[Congressional Record Volume 157, Number 192 (Wednesday, December 14, 2011)]
[House]
[Pages H8962-H8965]
From the Congressional Record Online through the Government Publishing Office [www.gpo.gov]
MF GLOBAL
The SPEAKER pro tempore. There being no majority Member to be
recognized at this time, under the Speaker's announced policy of
January 5, 2011, the gentlewoman from Ohio (Ms. Kaptur) is recognized
for 30 minutes.
Ms. KAPTUR. I thank the Speaker.
Let me rephrase this. At the hearing, the Commodity Futures Trading
Commission's Jill Sommers' testimony was invaluable to the public. Her
testimony places the MF Global collapse in proper perspective, and I'm
quoting directly. She said:
``Lehman Brothers and Refco are the two most recent futures
commission merchant bankruptcies. While the Lehman Brothers' bankruptcy
was monumental in scale and the Refco bankruptcy involved serious fraud
at the parent company, commodity customers did not lose their money at
either firm. In both instances, commodity customer accounts were wholly
intact; that is they contained all open positions and all associated
segregated collateral. That being the case, customer accounts were
promptly transferred to healthy FCMs''--or futures commission
merchants--``with the commodity customers having no further involvement
in the bankruptcy proceeding. Unfortunately, that is not what happened
at MF Global because customer accounts were not intact.''
The fact that ``customer accounts were not intact,'' as Commissioner
Sommers described it, means that someone took other people's money. I
believe most of us would call that theft. Even if some of the money is
recovered by the bankruptcy process, that does not alter the fact that
the process by which customer accounts were violated broke the law.
[[Page H8963]]
It is an understatement to say that many American families and
businesses lost important investments. The mismanagement of this one
firm has put hundreds of people's investments in jeopardy. They deserve
answers. Congress has lead responsibility to ask hard questions, and
here are some questions that demand reply.

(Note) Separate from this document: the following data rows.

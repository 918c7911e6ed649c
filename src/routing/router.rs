//! Route lookup and dispatch.
//!
//! # Responsibilities
//! - Own the registered routes
//! - Scan them in registration order and run the first match's handler
//! - Let an observer veto candidates or matches
//!
//! # Design Decisions
//! - First match wins, no fallthrough
//! - Dispatch takes `&self`; match state lives on the stack of the call, so a
//!   shared router can be dispatched from many threads
//! - No match is an ordinary `NotFound`, not a failure

use std::fmt;
use std::ops::ControlFlow;

use crate::error::{RoutingError, RoutingResult};
use crate::routing::route::{Route, RouteMatch};
use crate::routing::routes::Routes;

/// Hooks around each dispatch step.
///
/// Returning `ControlFlow::Break(code)` stops dispatch and surfaces
/// `RoutingError::Interrupted(code)` to the caller.
pub trait DispatchObserver<T, U> {
    /// Called for each candidate before its pattern is evaluated.
    fn before_match(&mut self, _path: &str, _route: &Route<T, U>) -> ControlFlow<i32> {
        ControlFlow::Continue(())
    }

    /// Called after a route matched, before its handler runs.
    fn after_match(&mut self, _matched: &RouteMatch<'_, T, U>) -> ControlFlow<i32> {
        ControlFlow::Continue(())
    }
}

/// Observer that never interferes.
impl<T, U> DispatchObserver<T, U> for () {}

/// Dispatches paths to the first matching route.
pub struct Router<T, U = ()> {
    routes: Routes<T, U>,
}

impl<T, U> Router<T, U> {
    /// Build a router; at least one route is required.
    pub fn new(routes: Routes<T, U>) -> RoutingResult<Self> {
        if routes.is_empty() {
            return Err(RoutingError::InvalidArgument("router requires at least one route"));
        }
        tracing::debug!(routes = routes.len(), "Router created");
        Ok(Self { routes })
    }

    pub fn routes(&self) -> &Routes<T, U> {
        &self.routes
    }

    /// Drop every route. Dispatch fails with `InvalidArgument` until the
    /// router is rebuilt.
    pub fn clear(&mut self) {
        self.routes.clear();
    }

    pub fn into_routes(self) -> Routes<T, U> {
        self.routes
    }

    /// Run the handler of the first route matching `path`.
    pub fn dispatch(&self, path: &str, user_data: &U) -> RoutingResult<()> {
        self.dispatch_with(path, user_data, &mut ())
    }

    /// Like [`Router::dispatch`], with an observer consulted at each step.
    pub fn dispatch_with<O>(&self, path: &str, user_data: &U, observer: &mut O) -> RoutingResult<()>
    where
        O: DispatchObserver<T, U> + ?Sized,
    {
        if path.is_empty() {
            return Err(RoutingError::InvalidArgument("path must not be empty"));
        }
        if self.routes.is_empty() {
            return Err(RoutingError::InvalidArgument("router has no routes"));
        }

        for route in &self.routes {
            if let ControlFlow::Break(code) = observer.before_match(path, route) {
                return Err(RoutingError::Interrupted(code));
            }
            let Some(matched) = route.find(path, user_data) else {
                continue;
            };
            if let ControlFlow::Break(code) = observer.after_match(&matched) {
                return Err(RoutingError::Interrupted(code));
            }
            tracing::trace!(path = %path, pattern = %route.pattern(), "Route matched");
            route.invoke(&matched);
            return Ok(());
        }

        tracing::trace!(path = %path, "No route matched");
        Err(RoutingError::NotFound)
    }
}

impl<T: fmt::Debug, U> fmt::Debug for Router<T, U> {
    fn fmt(&self, f: &mut fmt::Formatter<'_>) -> fmt::Result {
        f.debug_struct("Router").field("routes", &self.routes).finish()
    }
}

#[cfg(test)]
mod tests {
    use super::*;
    use std::cell::RefCell;

    type Log = RefCell<Vec<String>>;

    fn record(m: &RouteMatch<'_, &'static str, Log>) {
        m.user_data().borrow_mut().push(m.data().to_string());
    }

    fn router() -> Router<&'static str, Log> {
        let mut routes = Routes::new();
        routes.add("/foo/bar", "foo-bar", record).unwrap();
        routes.add("/foo/(?P<rest>.*)", "foo-any", record).unwrap();
        routes.add("/bar", "bar", record).unwrap();
        Router::new(routes).unwrap()
    }

    #[test]
    fn test_new_requires_routes() {
        let err = Router::<(), ()>::new(Routes::new()).unwrap_err();
        assert!(matches!(err, RoutingError::InvalidArgument(_)));
    }

    #[test]
    fn test_first_match_wins() {
        let router = router();
        let log = Log::default();
        router.dispatch("/foo/bar", &log).unwrap();
        assert_eq!(*log.borrow(), ["foo-bar"]);

        router.dispatch("/foo/baz", &log).unwrap();
        assert_eq!(*log.borrow(), ["foo-bar", "foo-any"]);
    }

    #[test]
    fn test_not_found_and_empty_path() {
        let router = router();
        let log = Log::default();
        assert_eq!(router.dispatch("/nope", &log), Err(RoutingError::NotFound));
        assert!(matches!(
            router.dispatch("", &log),
            Err(RoutingError::InvalidArgument(_))
        ));
        assert!(log.borrow().is_empty());
    }

    #[test]
    fn test_cleared_router_rejects_dispatch() {
        let mut router = router();
        router.clear();
        assert!(matches!(
            router.dispatch("/bar", &Log::default()),
            Err(RoutingError::InvalidArgument(_))
        ));
    }

    struct CountingObserver {
        candidates: usize,
        veto_pattern: Option<&'static str>,
    }

    impl DispatchObserver<&'static str, Log> for CountingObserver {
        fn before_match(&mut self, _path: &str, route: &Route<&'static str, Log>) -> ControlFlow<i32> {
            self.candidates += 1;
            if Some(route.pattern()) == self.veto_pattern {
                return ControlFlow::Break(405);
            }
            ControlFlow::Continue(())
        }
    }

    #[test]
    fn test_before_match_sees_each_candidate() {
        let router = router();
        let log = Log::default();
        let mut observer = CountingObserver {
            candidates: 0,
            veto_pattern: None,
        };
        router.dispatch_with("/bar", &log, &mut observer).unwrap();
        assert_eq!(observer.candidates, 3);
        assert_eq!(*log.borrow(), ["bar"]);
    }

    #[test]
    fn test_before_match_can_interrupt() {
        let router = router();
        let log = Log::default();
        let mut observer = CountingObserver {
            candidates: 0,
            veto_pattern: Some("^/foo/(?P<rest>.*)$"),
        };
        let err = router.dispatch_with("/bar", &log, &mut observer).unwrap_err();
        assert_eq!(err, RoutingError::Interrupted(405));
        assert_eq!(observer.candidates, 2);
        assert!(log.borrow().is_empty());
    }

    struct RejectAfterMatch;

    impl DispatchObserver<&'static str, Log> for RejectAfterMatch {
        fn after_match(&mut self, matched: &RouteMatch<'_, &'static str, Log>) -> ControlFlow<i32> {
            match matched.var("rest") {
                Some("secret") => ControlFlow::Break(403),
                _ => ControlFlow::Continue(()),
            }
        }
    }

    #[test]
    fn test_after_match_can_interrupt() {
        let router = router();
        let log = Log::default();
        let err = router
            .dispatch_with("/foo/secret", &log, &mut RejectAfterMatch)
            .unwrap_err();
        assert_eq!(err, RoutingError::Interrupted(403));
        assert!(log.borrow().is_empty());

        router
            .dispatch_with("/foo/public", &log, &mut RejectAfterMatch)
            .unwrap();
        assert_eq!(*log.borrow(), ["foo-any"]);
    }
}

On transfers of funds from customer accounts, Congress must ask
examiners from Chicago Mercantile Exchange Group, who said that
transfers at MF Global were made ``in a manner that may have been
designed to avoid detection,'' so let us ask: Should the person or
persons who attempted to avoid this detection be held accountable, and
how should that occur? It seems unlikely Mr. Corzine is not
responsible. So which person, or persons, at MF Global made the
decision to invade customer accounts? Congress must assure full tracing
of those transactions.
A second group of questions should revolve around who are the
responsible parties. If Mr. Corzine simply cannot recall or does not
know what happened at MF Global, as he seemed to claim, who should
Congress and investigators speak with at MF Global to ascertain his
exact role and those of other top executives? Who's going to probe?
That's the role of a congressional investigatory committee.
Who, besides Mr. Corzine, was directly responsible for segregating
customer account funds from MF Global funds? Over $1 billion did not
walk off on its own. Some set of persons at MF Global moved those
funds, and it's highly implausible that no one authorized that action.
So what set of persons authorized those actions exactly?
Another set of questions should revolve around who approved MF
Global's risk standards? We know that Michael Roseman, MF Global's
former chief risk officer who resigned in March 2011, reportedly
assessed that the strategy that MF Global was undertaking was too
risky. Any assertion that the strategy was prudent at the time, as Mr.
Corzine is arguing, is against the facts of history because MF Global
went bankrupt. Congress needs to take whatever steps are necessary to
find out exactly who pressured Mr. Roseman to resign for blowing the
whistle on the behavior inside that company.
Another set of questions can be asked about what other financial
partners participated in MF Global's trades. There are allegations that
the transfer of $200 million to J.P. Morgan in the final days of MF
Global was suspected by J.P. Morgan bankers of utilizing MF client
funds. To what extent are these allegations true? At what point can we
determine whether wire fraud was committed and, if so, by whom and to
what extent? All of this begs the ultimate question of whether or not
sufficient protections were exercised for customers to stop wire fraud.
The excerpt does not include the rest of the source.